Both these deployment methods have their advantages and disadvantages. The advantages of having incremental deployment means a reduced risk of accidental deletion, however, a higher chance of configuration drift occurring between templates and the deployed infrastructure on Azure Cloud.

The advantage of exact state means less configuration drift, cleaner templates, and deletion as a valid operation on resources. The disadvantages are that state may hold sensitive information like passwords (please see this Terraform documentation that explains the importance of treating state as sensitive data) and a higher risk of accidental deletion of resources (albeit can be reduce by using the lifecycle meta-argument).

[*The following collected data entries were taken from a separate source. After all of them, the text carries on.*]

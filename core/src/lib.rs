//! Meshbase core: the operation log and the journal diff/merge sync engine.
//!
//! Local mutations go through [`OperationLog::append`], which journals them
//! and mutates the target store in one atomic batch. When the peer pool
//! reports a new connection, the [`SyncEngine`] pulls the peer's journal,
//! diffs it against ours and applies the winning records silently so the
//! merge never re-journals what it pulls in.

#![warn(
	clippy::all,
	clippy::correctness,
	clippy::perf,
	clippy::style,
	clippy::suspicious,
	clippy::complexity,
	clippy::unwrap_used,
	unused_qualifications,
	rust_2018_idioms
)]
#![allow(clippy::missing_errors_doc, clippy::module_name_repetitions)]

mod engine;
mod error;
mod log;
mod protocol;
mod store;

pub use engine::{SyncEngine, SyncEvent};
pub use error::SyncError;
pub use log::{OperationLog, JOURNAL_STORE};
pub use protocol::{Message, Resource};
pub use store::{MemoryStore, Store, StoreError, WriteOp};

pub use mb_event_bus::EventBus;
pub use mb_sync::{merge_journals, now_ms, OpId, OperateKind, OperationRecord};
//! Peer discovery and connection pool.
//!
//! Peers claim an identity out of a fixed, well-known namespace
//! (`base_token + i`) instead of using a rendezvous directory, then keep
//! probing every other slot so that peers coming online later are still
//! found. The underlying point-to-point transport is a capability consumed
//! through the [`Transport`] trait; an in-memory implementation ships here
//! for tests and single-process use.

mod error;
mod identity;
mod memory;
mod pool;
mod transport;

pub use error::{IdentityError, SendError, TransportError};
pub use identity::{PeerIdentity, PoolConfig};
pub use memory::MemoryTransport;
pub use pool::{PeerPool, PoolEvent};
pub use transport::{Endpoint, Link, LinkDirection, LinkEvent, RegisterError, Transport};
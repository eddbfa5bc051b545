use std::sync::Arc;

use mb_sync::{now_ms, OpId, OperateKind, OperationRecord};
use serde_json::Value;
use tracing::trace;

use crate::{Store, SyncError, WriteOp};

/// Name of the store holding the journal itself. The journal is never
/// cleared by normal operation; a `Clear` record targets its own store.
pub const JOURNAL_STORE: &str = "operates";

/// Append/overwrite-only journal over the storage capability. Every tracked
/// mutation flows through here; the journal rows are what peers exchange.
///
/// The journal holds one row per logical record: the first mutation of a
/// `(store, key)` mints the unique id, and later mutations of the same key
/// overwrite that row keeping the id. That shared id is what lets two peers'
/// competing ops for the same record meet in the merge, where the
/// delete-override rule can arbitrate them.
pub struct OperationLog {
	db_name: String,
	store: Arc<dyn Store>,
}

impl OperationLog {
	pub fn new(db_name: impl Into<String>, store: Arc<dyn Store>) -> Self {
		Self {
			db_name: db_name.into(),
			store,
		}
	}

	pub fn db_name(&self) -> &str {
		&self.db_name
	}

	/// Journal a mutation and perform it, as one atomic batch: either the
	/// record and its effect both land or neither does.
	pub async fn append(
		&self,
		store_name: &str,
		operate: OperateKind,
		key: Option<String>,
		data: Option<Value>,
	) -> Result<OperationRecord, SyncError> {
		let key = normalize_key(store_name, operate, key, data.as_ref())?;
		let timestamp = now_ms();
		let id = self
			.journal_id_for(store_name, key.as_deref())
			.await?
			.unwrap_or_else(|| OpId::generate(timestamp));

		let record = OperationRecord {
			id,
			timestamp,
			db_name: self.db_name.clone(),
			store_name: store_name.to_string(),
			operate,
			key,
			data,
		};

		self.store
			.apply(vec![journal_write(&record)?, target_write(&record)?])
			.await?;

		trace!(id = %record.id, store = store_name, kind = %operate, "journaled mutation");
		Ok(record)
	}

	/// The id of the journal row already tracking this logical record, if
	/// one exists.
	async fn journal_id_for(
		&self,
		store_name: &str,
		key: Option<&str>,
	) -> Result<Option<OpId>, SyncError> {
		Ok(self
			.read_all()
			.await?
			.into_iter()
			.find(|row| row.store_name == store_name && row.key.as_deref() == key)
			.map(|row| row.id))
	}

	/// Perform a mutation without journaling it. Exclusively for applying
	/// remote-derived operations, so merge application never generates new
	/// journal entries that would be synced right back out.
	pub async fn apply_silently(
		&self,
		store_name: &str,
		operate: OperateKind,
		key: Option<String>,
		data: Option<Value>,
	) -> Result<(), SyncError> {
		let write = mutation_write(store_name, operate, key, data)?;
		self.store.apply(vec![write]).await?;
		Ok(())
	}

	/// The full journal. Order is irrelevant; the merge sorts on its own.
	pub async fn read_all(&self) -> Result<Vec<OperationRecord>, SyncError> {
		self.store
			.get_all(JOURNAL_STORE)
			.await?
			.into_iter()
			.map(|row| serde_json::from_value(row).map_err(Into::into))
			.collect()
	}

	/// Replace (or insert) the journal entry at `record.id` verbatim. Used
	/// after a merge so both peers' journals converge on the same winners.
	pub async fn overwrite(&self, record: &OperationRecord) -> Result<(), SyncError> {
		self.store.apply(vec![journal_write(record)?]).await?;
		Ok(())
	}

	/// Point lookup on a target store.
	pub async fn get(&self, store_name: &str, key: &str) -> Result<Option<Value>, SyncError> {
		Ok(self.store.get(store_name, key).await?)
	}

	/// Full scan of a target store.
	pub async fn get_all(&self, store_name: &str) -> Result<Vec<Value>, SyncError> {
		Ok(self.store.get_all(store_name).await?)
	}
}

/// Resolve the key a mutation addresses before journaling, so journal rows
/// can be matched by `(store, key)`. `Add`/`Put` may derive it from the
/// value's `"id"` field; `Clear` addresses the whole store and has none.
fn normalize_key(
	store_name: &str,
	operate: OperateKind,
	key: Option<String>,
	data: Option<&Value>,
) -> Result<Option<String>, SyncError> {
	match operate {
		OperateKind::Clear => Ok(None),
		OperateKind::Delete => Ok(Some(
			key.ok_or_else(|| missing("delete", store_name, "key"))?,
		)),
		OperateKind::Add | OperateKind::Put => {
			if key.is_some() {
				return Ok(key);
			}
			match data.and_then(|value| value.get("id")) {
				Some(Value::String(id)) => Ok(Some(id.clone())),
				Some(Value::Number(id)) => Ok(Some(id.to_string())),
				_ => Err(missing(
					if operate == OperateKind::Add { "add" } else { "put" },
					store_name,
					"key",
				)),
			}
		}
	}
}

fn journal_write(record: &OperationRecord) -> Result<WriteOp, SyncError> {
	Ok(WriteOp::Put {
		store: JOURNAL_STORE.to_string(),
		key: Some(record.id.to_string()),
		value: serde_json::to_value(record)?,
	})
}

fn target_write(record: &OperationRecord) -> Result<WriteOp, SyncError> {
	mutation_write(
		&record.store_name,
		record.operate,
		record.key.clone(),
		record.data.clone(),
	)
}

fn mutation_write(
	store_name: &str,
	operate: OperateKind,
	key: Option<String>,
	data: Option<Value>,
) -> Result<WriteOp, SyncError> {
	let store = store_name.to_string();
	Ok(match operate {
		OperateKind::Add => WriteOp::Add {
			store,
			key,
			value: data.ok_or_else(|| missing("add", store_name, "data"))?,
		},
		OperateKind::Put => WriteOp::Put {
			store,
			key,
			value: data.ok_or_else(|| missing("put", store_name, "data"))?,
		},
		OperateKind::Delete => WriteOp::Delete {
			store,
			key: key.ok_or_else(|| missing("delete", store_name, "key"))?,
		},
		OperateKind::Clear => WriteOp::Clear { store },
	})
}

fn missing(kind: &str, store_name: &str, what: &str) -> SyncError {
	SyncError::MalformedOperation(format!("{kind} on {store_name:?} is missing its {what}"))
}

#[cfg(test)]
mod tests {
	use serde_json::json;

	use super::*;
	use crate::MemoryStore;

	fn log() -> OperationLog {
		OperationLog::new("app", Arc::new(MemoryStore::new()))
	}

	#[tokio::test]
	async fn append_journals_and_mutates() {
		let log = log();

		let record = log
			.append(
				"todo",
				OperateKind::Add,
				None,
				Some(json!({ "id": "t1", "text": "milk" })),
			)
			.await
			.unwrap();

		assert_eq!(log.get("todo", "t1").await.unwrap().unwrap()["text"], "milk");

		let journal = log.read_all().await.unwrap();
		assert_eq!(journal.len(), 1);
		assert_eq!(journal[0], record);
	}

	#[tokio::test]
	async fn failed_append_journals_nothing() {
		let log = log();
		log.append("todo", OperateKind::Add, None, Some(json!({ "id": "t1" })))
			.await
			.unwrap();

		// Adding the same key again fails; the journal must not grow.
		let result = log
			.append("todo", OperateKind::Add, None, Some(json!({ "id": "t1" })))
			.await;
		assert!(result.is_err());
		assert_eq!(log.read_all().await.unwrap().len(), 1);
	}

	#[tokio::test]
	async fn mutating_the_same_key_reuses_the_journal_row() {
		let log = log();

		let added = log
			.append(
				"todo",
				OperateKind::Add,
				None,
				Some(json!({ "id": "t1", "text": "milk" })),
			)
			.await
			.unwrap();
		let deleted = log
			.append("todo", OperateKind::Delete, Some("t1".to_string()), None)
			.await
			.unwrap();

		assert_eq!(added.id, deleted.id);
		assert!(deleted.timestamp >= added.timestamp);

		let journal = log.read_all().await.unwrap();
		assert_eq!(journal.len(), 1);
		assert!(journal[0].is_delete());
		assert!(log.get("todo", "t1").await.unwrap().is_none());
	}

	#[tokio::test]
	async fn distinct_keys_get_distinct_rows() {
		let log = log();

		log.append("todo", OperateKind::Add, None, Some(json!({ "id": "t1" })))
			.await
			.unwrap();
		log.append("todo", OperateKind::Add, None, Some(json!({ "id": "t2" })))
			.await
			.unwrap();

		let journal = log.read_all().await.unwrap();
		assert_eq!(journal.len(), 2);
		assert_ne!(journal[0].id, journal[1].id);
	}

	#[tokio::test]
	async fn silent_apply_does_not_journal() {
		let log = log();

		log.apply_silently(
			"todo",
			OperateKind::Put,
			Some("t1".to_string()),
			Some(json!({ "id": "t1" })),
		)
		.await
		.unwrap();

		assert!(log.get("todo", "t1").await.unwrap().is_some());
		assert!(log.read_all().await.unwrap().is_empty());
	}

	#[tokio::test]
	async fn overwrite_upserts_by_id() {
		let log = log();
		let mut record = log
			.append("todo", OperateKind::Add, None, Some(json!({ "id": "t1" })))
			.await
			.unwrap();

		record.operate = OperateKind::Delete;
		record.data = None;
		record.key = Some("t1".to_string());
		log.overwrite(&record).await.unwrap();

		let journal = log.read_all().await.unwrap();
		assert_eq!(journal.len(), 1);
		assert!(journal[0].is_delete());
	}

	#[tokio::test]
	async fn malformed_operations_are_rejected() {
		let log = log();

		assert!(log
			.append("todo", OperateKind::Delete, None, None)
			.await
			.is_err());
		assert!(log.append("todo", OperateKind::Put, None, None).await.is_err());
	}
}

Bicep (and subsequently ARM) does actually have the ability to do exact/complete state deployments, however, the features aren’t as extensive as Terraform’s. Specifically, Bicep deployment (on complete mode) can only be scoped to the resource group level. Please see this Microsoft documentation for more information.

Due to Terraform’s ability to manage state, the executor of a Terraform template can review changes prior to them being deployed into an environment. This means that issues can be captured further left in the deployment lifecycle.

Multiplatform Support

Bicep is only supported by Azure Cloud, however, Terraform supports a variety of platforms including (amongst others): AWS, GCP, and Azure DevOps. Using Terraform across platforms is a pleasant experience because of the universal syntax across all target platforms and the ability to hook into variables from one platform to another using Terraform’s symbolic naming of resources. This can be advantageous if a particular workload on one cloud platform needs to integrate to a workload on another cloud platform.

Commercial and Community Support

Both have extensive community and commercial support. Terraform is backed by Hashicorp commercially and Microsoft is supports it through various means such as documentation and tutorials. Bicep is backed by Microsoft commercially and is natively supported by the Azure CLI and PowerShell Azure cmdlets. Both are open source and allow changes to various artifacts.

I hope you enjoyed this post and thank you for reading.